* WHAT TO WORK ON: Where a line holds the word "Debug", copy it from the records.

********************

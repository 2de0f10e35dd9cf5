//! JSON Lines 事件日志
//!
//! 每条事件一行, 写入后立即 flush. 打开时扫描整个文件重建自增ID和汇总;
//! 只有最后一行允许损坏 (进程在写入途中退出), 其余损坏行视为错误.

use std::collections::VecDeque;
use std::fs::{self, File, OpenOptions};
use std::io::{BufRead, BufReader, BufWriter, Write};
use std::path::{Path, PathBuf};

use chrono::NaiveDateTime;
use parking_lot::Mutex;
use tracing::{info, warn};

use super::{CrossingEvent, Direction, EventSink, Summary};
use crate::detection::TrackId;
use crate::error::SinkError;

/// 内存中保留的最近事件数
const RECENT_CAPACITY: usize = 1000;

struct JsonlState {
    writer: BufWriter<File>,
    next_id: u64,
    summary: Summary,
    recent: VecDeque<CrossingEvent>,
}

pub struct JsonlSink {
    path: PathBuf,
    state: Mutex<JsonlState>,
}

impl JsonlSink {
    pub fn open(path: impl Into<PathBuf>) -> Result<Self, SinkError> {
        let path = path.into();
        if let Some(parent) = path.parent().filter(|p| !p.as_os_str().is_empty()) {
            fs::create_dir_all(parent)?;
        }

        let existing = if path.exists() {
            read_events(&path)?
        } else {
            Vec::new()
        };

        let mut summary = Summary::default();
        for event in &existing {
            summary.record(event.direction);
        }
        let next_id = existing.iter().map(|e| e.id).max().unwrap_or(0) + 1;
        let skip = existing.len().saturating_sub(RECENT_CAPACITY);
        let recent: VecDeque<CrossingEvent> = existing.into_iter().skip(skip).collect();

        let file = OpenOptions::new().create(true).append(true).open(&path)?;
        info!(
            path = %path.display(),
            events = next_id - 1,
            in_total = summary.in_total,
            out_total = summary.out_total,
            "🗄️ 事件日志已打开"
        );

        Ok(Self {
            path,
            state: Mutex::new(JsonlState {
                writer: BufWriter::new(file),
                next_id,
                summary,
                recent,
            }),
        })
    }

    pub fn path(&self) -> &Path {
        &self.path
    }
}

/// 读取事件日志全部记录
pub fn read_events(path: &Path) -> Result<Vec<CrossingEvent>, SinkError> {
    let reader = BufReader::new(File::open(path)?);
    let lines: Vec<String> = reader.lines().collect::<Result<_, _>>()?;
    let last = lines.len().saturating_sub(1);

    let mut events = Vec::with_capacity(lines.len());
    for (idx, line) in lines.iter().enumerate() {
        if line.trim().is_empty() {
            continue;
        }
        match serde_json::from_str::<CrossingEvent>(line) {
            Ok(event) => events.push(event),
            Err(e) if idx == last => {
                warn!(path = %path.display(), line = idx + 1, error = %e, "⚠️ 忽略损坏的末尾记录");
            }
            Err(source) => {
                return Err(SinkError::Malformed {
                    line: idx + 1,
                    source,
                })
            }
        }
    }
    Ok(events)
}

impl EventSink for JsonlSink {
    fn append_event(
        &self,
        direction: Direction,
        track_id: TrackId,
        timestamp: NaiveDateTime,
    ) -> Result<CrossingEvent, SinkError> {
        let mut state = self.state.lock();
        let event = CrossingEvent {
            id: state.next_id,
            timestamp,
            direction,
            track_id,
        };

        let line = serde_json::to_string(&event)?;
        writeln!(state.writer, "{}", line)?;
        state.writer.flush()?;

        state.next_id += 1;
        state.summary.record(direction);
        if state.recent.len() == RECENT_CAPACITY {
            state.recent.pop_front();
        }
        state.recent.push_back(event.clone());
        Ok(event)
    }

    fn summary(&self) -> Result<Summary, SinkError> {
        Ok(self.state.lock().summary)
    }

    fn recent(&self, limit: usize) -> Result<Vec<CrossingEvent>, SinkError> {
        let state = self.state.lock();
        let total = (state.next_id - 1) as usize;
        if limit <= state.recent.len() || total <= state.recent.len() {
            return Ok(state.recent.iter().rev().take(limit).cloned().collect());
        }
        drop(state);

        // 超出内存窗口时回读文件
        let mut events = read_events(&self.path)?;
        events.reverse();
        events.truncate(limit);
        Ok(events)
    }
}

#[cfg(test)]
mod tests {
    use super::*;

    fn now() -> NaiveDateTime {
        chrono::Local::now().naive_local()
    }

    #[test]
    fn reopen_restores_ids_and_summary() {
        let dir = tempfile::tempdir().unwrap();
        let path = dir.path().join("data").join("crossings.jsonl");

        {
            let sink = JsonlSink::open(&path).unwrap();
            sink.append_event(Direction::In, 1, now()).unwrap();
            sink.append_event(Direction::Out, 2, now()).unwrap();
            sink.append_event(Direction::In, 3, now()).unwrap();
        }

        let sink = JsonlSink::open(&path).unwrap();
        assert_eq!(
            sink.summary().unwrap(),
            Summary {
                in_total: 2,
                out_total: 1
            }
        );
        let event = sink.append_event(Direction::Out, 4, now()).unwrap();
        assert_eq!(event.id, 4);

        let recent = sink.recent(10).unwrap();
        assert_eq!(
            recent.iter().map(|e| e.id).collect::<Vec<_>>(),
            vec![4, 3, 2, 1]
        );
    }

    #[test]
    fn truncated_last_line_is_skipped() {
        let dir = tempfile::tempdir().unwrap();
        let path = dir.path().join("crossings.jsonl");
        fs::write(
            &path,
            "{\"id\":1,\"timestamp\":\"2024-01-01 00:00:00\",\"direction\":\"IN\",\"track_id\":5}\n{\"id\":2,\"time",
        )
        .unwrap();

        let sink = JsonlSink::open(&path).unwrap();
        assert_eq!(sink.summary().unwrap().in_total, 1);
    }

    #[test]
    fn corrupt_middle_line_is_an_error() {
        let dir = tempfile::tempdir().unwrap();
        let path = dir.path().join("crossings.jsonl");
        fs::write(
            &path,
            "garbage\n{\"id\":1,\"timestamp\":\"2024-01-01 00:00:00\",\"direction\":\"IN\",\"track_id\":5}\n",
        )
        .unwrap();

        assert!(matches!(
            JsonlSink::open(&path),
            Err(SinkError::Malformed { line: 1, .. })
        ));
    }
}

********************

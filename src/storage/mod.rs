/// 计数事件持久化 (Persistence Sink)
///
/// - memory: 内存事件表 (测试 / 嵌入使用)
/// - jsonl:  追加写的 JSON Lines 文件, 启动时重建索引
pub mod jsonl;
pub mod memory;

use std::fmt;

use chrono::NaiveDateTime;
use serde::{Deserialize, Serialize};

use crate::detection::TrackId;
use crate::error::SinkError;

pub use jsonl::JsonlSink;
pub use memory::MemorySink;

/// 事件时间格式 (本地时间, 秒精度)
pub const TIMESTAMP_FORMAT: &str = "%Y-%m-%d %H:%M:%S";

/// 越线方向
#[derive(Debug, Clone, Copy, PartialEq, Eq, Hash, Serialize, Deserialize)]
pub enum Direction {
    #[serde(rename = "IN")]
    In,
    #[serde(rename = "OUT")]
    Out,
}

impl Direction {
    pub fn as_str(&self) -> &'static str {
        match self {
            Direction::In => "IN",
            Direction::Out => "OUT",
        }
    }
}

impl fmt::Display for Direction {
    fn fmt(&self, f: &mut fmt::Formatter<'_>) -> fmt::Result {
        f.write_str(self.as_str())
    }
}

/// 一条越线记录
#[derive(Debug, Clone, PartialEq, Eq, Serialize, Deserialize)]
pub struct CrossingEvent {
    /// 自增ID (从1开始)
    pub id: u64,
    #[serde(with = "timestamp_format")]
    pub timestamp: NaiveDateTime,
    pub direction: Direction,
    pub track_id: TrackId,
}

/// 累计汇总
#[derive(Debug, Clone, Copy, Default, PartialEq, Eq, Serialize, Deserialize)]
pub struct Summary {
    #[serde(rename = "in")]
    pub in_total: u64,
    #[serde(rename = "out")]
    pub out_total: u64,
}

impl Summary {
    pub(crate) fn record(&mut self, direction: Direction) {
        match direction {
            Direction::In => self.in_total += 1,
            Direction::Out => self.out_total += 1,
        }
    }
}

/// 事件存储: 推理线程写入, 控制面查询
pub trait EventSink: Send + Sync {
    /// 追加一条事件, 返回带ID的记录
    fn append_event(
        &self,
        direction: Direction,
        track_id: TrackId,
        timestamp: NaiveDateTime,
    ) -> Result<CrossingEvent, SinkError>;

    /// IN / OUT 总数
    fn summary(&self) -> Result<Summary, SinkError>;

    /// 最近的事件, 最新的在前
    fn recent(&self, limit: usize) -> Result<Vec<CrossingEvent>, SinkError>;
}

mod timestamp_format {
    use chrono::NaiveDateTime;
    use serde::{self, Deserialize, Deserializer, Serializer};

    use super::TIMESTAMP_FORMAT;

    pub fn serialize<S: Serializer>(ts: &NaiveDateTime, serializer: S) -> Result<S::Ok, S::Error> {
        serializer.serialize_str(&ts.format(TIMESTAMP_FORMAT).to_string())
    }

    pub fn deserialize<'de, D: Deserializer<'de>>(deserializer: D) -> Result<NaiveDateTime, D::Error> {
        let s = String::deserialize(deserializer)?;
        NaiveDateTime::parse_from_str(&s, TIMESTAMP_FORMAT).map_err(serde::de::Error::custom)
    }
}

********************

* WORKED SOLUTION:
#[derive(Debug, Clone, Copy, PartialEq, Eq, Hash, Serialize, Deserialize)]
#[derive(Debug, Clone, PartialEq, Eq, Serialize, Deserialize)]
#[derive(Debug, Clone, Copy, Default, PartialEq, Eq, Serialize, Deserialize)]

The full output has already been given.